§ **Directions for this task**:
Write each entry out again exactly, with nothing omitted.

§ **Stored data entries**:
▼▼▼
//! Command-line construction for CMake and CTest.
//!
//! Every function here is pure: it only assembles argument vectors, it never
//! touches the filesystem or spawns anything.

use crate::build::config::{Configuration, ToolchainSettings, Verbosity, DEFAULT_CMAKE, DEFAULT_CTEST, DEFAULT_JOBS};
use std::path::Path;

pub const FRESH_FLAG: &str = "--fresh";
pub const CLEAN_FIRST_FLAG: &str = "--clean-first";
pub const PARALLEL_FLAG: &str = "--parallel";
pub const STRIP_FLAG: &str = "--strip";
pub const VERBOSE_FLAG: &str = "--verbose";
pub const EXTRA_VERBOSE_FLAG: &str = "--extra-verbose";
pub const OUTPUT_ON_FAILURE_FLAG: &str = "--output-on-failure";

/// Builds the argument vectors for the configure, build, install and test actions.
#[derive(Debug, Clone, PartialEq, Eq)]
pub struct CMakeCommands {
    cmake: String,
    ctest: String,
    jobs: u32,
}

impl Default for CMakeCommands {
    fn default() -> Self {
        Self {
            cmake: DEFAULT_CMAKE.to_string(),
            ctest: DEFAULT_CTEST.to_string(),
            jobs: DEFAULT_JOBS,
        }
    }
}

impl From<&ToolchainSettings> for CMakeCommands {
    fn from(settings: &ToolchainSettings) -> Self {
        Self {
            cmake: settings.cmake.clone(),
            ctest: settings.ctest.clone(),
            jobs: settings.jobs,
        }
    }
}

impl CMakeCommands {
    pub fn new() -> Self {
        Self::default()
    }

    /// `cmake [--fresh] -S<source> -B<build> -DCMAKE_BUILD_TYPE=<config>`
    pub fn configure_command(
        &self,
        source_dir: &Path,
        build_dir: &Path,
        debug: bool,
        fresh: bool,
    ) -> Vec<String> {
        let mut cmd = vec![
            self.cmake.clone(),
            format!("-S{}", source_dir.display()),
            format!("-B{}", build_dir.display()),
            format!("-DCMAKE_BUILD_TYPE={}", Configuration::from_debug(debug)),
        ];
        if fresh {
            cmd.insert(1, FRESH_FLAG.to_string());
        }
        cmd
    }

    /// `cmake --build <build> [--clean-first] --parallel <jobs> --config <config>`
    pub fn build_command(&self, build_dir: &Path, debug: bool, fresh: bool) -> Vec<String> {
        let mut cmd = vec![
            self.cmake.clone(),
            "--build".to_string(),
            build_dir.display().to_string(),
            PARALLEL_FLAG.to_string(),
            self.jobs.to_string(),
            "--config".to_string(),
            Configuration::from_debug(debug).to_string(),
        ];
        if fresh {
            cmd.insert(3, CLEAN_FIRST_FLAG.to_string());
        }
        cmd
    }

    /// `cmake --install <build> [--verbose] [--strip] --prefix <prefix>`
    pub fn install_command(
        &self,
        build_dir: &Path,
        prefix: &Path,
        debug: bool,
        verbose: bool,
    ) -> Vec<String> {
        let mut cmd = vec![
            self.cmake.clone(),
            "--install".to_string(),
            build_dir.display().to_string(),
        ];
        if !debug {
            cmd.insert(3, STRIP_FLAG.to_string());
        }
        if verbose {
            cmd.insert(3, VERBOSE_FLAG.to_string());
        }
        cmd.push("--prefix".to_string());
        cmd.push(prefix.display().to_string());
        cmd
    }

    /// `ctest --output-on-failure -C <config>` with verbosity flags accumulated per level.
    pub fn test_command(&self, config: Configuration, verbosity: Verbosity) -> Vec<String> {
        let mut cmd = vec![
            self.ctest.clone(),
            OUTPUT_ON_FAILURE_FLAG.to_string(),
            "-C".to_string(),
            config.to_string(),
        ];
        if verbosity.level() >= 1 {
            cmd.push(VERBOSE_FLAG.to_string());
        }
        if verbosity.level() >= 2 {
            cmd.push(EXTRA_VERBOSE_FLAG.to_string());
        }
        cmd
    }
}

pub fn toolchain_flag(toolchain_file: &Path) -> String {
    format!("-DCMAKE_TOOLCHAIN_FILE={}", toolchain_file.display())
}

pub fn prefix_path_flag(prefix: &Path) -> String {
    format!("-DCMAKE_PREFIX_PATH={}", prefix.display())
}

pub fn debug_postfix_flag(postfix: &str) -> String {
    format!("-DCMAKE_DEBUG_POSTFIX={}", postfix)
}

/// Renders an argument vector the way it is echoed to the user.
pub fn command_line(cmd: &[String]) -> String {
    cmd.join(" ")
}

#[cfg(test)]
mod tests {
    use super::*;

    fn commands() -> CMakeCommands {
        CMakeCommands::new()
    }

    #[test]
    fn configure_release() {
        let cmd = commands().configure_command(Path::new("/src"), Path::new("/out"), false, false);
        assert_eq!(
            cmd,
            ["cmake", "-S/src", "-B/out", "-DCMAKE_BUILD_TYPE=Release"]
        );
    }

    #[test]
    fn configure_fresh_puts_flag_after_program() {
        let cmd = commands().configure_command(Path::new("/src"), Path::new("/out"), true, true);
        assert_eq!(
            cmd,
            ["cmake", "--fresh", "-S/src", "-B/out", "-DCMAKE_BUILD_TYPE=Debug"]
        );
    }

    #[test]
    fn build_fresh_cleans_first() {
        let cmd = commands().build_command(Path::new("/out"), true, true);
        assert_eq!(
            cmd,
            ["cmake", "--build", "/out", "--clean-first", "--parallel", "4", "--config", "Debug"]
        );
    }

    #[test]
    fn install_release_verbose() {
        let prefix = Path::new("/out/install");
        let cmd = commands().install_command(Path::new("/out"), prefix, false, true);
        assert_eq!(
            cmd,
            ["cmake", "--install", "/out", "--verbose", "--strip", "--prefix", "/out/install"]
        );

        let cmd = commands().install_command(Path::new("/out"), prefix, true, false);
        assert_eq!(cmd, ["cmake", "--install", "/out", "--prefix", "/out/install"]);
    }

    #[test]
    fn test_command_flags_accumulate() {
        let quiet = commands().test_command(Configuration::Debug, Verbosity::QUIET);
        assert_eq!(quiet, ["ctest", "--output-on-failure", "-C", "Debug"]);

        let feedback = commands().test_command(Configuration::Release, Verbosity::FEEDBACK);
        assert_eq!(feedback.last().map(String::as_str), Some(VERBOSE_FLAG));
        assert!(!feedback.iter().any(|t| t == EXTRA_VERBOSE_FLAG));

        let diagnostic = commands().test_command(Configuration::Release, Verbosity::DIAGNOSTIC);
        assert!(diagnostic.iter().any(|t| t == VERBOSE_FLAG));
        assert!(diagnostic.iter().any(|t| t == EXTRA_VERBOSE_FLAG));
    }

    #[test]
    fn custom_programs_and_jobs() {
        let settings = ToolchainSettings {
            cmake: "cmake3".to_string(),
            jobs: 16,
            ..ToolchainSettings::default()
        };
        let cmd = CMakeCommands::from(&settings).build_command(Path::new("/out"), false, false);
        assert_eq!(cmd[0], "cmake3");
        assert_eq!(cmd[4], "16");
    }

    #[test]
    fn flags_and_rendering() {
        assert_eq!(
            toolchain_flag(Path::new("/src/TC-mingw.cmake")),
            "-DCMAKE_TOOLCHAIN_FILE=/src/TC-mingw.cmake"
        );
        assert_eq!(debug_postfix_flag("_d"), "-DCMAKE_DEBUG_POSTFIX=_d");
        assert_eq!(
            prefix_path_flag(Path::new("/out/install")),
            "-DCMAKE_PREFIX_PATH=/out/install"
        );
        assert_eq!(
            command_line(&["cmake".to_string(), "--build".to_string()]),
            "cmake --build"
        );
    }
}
▲▲▲
§ **Answer to the problem**:
//! Command-line construction for CMake and CTest.
//!
//! Every function here is pure: it only assembles argument vectors, it never
//! touches the filesystem or spawns anything.

use crate::build::config::{Configuration, ToolchainSettings, Verbosity, DEFAULT_CMAKE, DEFAULT_CTEST, DEFAULT_JOBS};
use std::path::Path;

pub const FRESH_FLAG: &str = "--fresh";
pub const CLEAN_FIRST_FLAG: &str = "--clean-first";
pub const PARALLEL_FLAG: &str = "--parallel";
pub const STRIP_FLAG: &str = "--strip";
pub const VERBOSE_FLAG: &str = "--verbose";
pub const EXTRA_VERBOSE_FLAG: &str = "--extra-verbose";
pub const OUTPUT_ON_FAILURE_FLAG: &str = "--output-on-failure";

/// Builds the argument vectors for the configure, build, install and test actions.
#[derive(Debug, Clone, PartialEq, Eq)]
pub struct CMakeCommands {
    cmake: String,
    ctest: String,
    jobs: u32,
}

impl Default for CMakeCommands {
    fn default() -> Self {
        Self {
            cmake: DEFAULT_CMAKE.to_string(),
            ctest: DEFAULT_CTEST.to_string(),
            jobs: DEFAULT_JOBS,
        }
    }
}

impl From<&ToolchainSettings> for CMakeCommands {
    fn from(settings: &ToolchainSettings) -> Self {
        Self {
            cmake: settings.cmake.clone(),
            ctest: settings.ctest.clone(),
            jobs: settings.jobs,
        }
    }
}

impl CMakeCommands {
    pub fn new() -> Self {
        Self::default()
    }

    /// `cmake [--fresh] -S<source> -B<build> -DCMAKE_BUILD_TYPE=<config>`
    pub fn configure_command(
        &self,
        source_dir: &Path,
        build_dir: &Path,
        debug: bool,
        fresh: bool,
    ) -> Vec<String> {
        let mut cmd = vec![
            self.cmake.clone(),
            format!("-S{}", source_dir.display()),
            format!("-B{}", build_dir.display()),
            format!("-DCMAKE_BUILD_TYPE={}", Configuration::from_debug(debug)),
        ];
        if fresh {
            cmd.insert(1, FRESH_FLAG.to_string());
        }
        cmd
    }

    /// `cmake --build <build> [--clean-first] --parallel <jobs> --config <config>`
    pub fn build_command(&self, build_dir: &Path, debug: bool, fresh: bool) -> Vec<String> {
        let mut cmd = vec![
            self.cmake.clone(),
            "--build".to_string(),
            build_dir.display().to_string(),
            PARALLEL_FLAG.to_string(),
            self.jobs.to_string(),
            "--config".to_string(),
            Configuration::from_debug(debug).to_string(),
        ];
        if fresh {
            cmd.insert(3, CLEAN_FIRST_FLAG.to_string());
        }
        cmd
    }

    /// `cmake --install <build> [--verbose] [--strip] --prefix <prefix>`
    pub fn install_command(
        &self,
        build_dir: &Path,
        prefix: &Path,
        debug: bool,
        verbose: bool,
    ) -> Vec<String> {
        let mut cmd = vec![
            self.cmake.clone(),
            "--install".to_string(),
            build_dir.display().to_string(),
        ];
        if !debug {
            cmd.insert(3, STRIP_FLAG.to_string());
        }
        if verbose {
            cmd.insert(3, VERBOSE_FLAG.to_string());
        }
        cmd.push("--prefix".to_string());
        cmd.push(prefix.display().to_string());
        cmd
    }

    /// `ctest --output-on-failure -C <config>` with verbosity flags accumulated per level.
    pub fn test_command(&self, config: Configuration, verbosity: Verbosity) -> Vec<String> {
        let mut cmd = vec![
            self.ctest.clone(),
            OUTPUT_ON_FAILURE_FLAG.to_string(),
            "-C".to_string(),
            config.to_string(),
        ];
        if verbosity.level() >= 1 {
            cmd.push(VERBOSE_FLAG.to_string());
        }
        if verbosity.level() >= 2 {
            cmd.push(EXTRA_VERBOSE_FLAG.to_string());
        }
        cmd
    }
}

pub fn toolchain_flag(toolchain_file: &Path) -> String {
    format!("-DCMAKE_TOOLCHAIN_FILE={}", toolchain_file.display())
}

pub fn prefix_path_flag(prefix: &Path) -> String {
    format!("-DCMAKE_PREFIX_PATH={}", prefix.display())
}

pub fn debug_postfix_flag(postfix: &str) -> String {
    format!("-DCMAKE_DEBUG_POSTFIX={}", postfix)
}

/// Renders an argument vector the way it is echoed to the user.
pub fn command_line(cmd: &[String]) -> String {
    cmd.join(" ")
}

#[cfg(test)]
mod tests {
    use super::*;

    fn commands() -> CMakeCommands {
        CMakeCommands::new()
    }

    #[test]
    fn configure_release() {
        let cmd = commands().configure_command(Path::new("/src"), Path::new("/out"), false, false);
        assert_eq!(
            cmd,
            ["cmake", "-S/src", "-B/out", "-DCMAKE_BUILD_TYPE=Release"]
        );
    }

    #[test]
    fn configure_fresh_puts_flag_after_program() {
        let cmd = commands().configure_command(Path::new("/src"), Path::new("/out"), true, true);
        assert_eq!(
            cmd,
            ["cmake", "--fresh", "-S/src", "-B/out", "-DCMAKE_BUILD_TYPE=Debug"]
        );
    }

    #[test]
    fn build_fresh_cleans_first() {
        let cmd = commands().build_command(Path::new("/out"), true, true);
        assert_eq!(
            cmd,
            ["cmake", "--build", "/out", "--clean-first", "--parallel", "4", "--config", "Debug"]
        );
    }

    #[test]
    fn install_release_verbose() {
        let prefix = Path::new("/out/install");
        let cmd = commands().install_command(Path::new("/out"), prefix, false, true);
        assert_eq!(
            cmd,
            ["cmake", "--install", "/out", "--verbose", "--strip", "--prefix", "/out/install"]
        );

        let cmd = commands().install_command(Path::new("/out"), prefix, true, false);
        assert_eq!(cmd, ["cmake", "--install", "/out", "--prefix", "/out/install"]);
    }

    #[test]
    fn test_command_flags_accumulate() {
        let quiet = commands().test_command(Configuration::Debug, Verbosity::QUIET);
        assert_eq!(quiet, ["ctest", "--output-on-failure", "-C", "Debug"]);

        let feedback = commands().test_command(Configuration::Release, Verbosity::FEEDBACK);
        assert_eq!(feedback.last().map(String::as_str), Some(VERBOSE_FLAG));
        assert!(!feedback.iter().any(|t| t == EXTRA_VERBOSE_FLAG));

        let diagnostic = commands().test_command(Configuration::Release, Verbosity::DIAGNOSTIC);
        assert!(diagnostic.iter().any(|t| t == VERBOSE_FLAG));
        assert!(diagnostic.iter().any(|t| t == EXTRA_VERBOSE_FLAG));
    }

    #[test]
    fn custom_programs_and_jobs() {
        let settings = ToolchainSettings {
            cmake: "cmake3".to_string(),
            jobs: 16,
            ..ToolchainSettings::default()
        };
        let cmd = CMakeCommands::from(&settings).build_command(Path::new("/out"), false, false);
        assert_eq!(cmd[0], "cmake3");
        assert_eq!(cmd[4], "16");
    }

    #[test]
    fn flags_and_rendering() {
        assert_eq!(
            toolchain_flag(Path::new("/src/TC-mingw.cmake")),
            "-DCMAKE_TOOLCHAIN_FILE=/src/TC-mingw.cmake"
        );
        assert_eq!(debug_postfix_flag("_d"), "-DCMAKE_DEBUG_POSTFIX=_d");
        assert_eq!(
            prefix_path_flag(Path::new("/out/install")),
            "-DCMAKE_PREFIX_PATH=/out/install"
        );
        assert_eq!(
            command_line(&["cmake".to_string(), "--build".to_string()]),
            "cmake --build"
        );
    }
}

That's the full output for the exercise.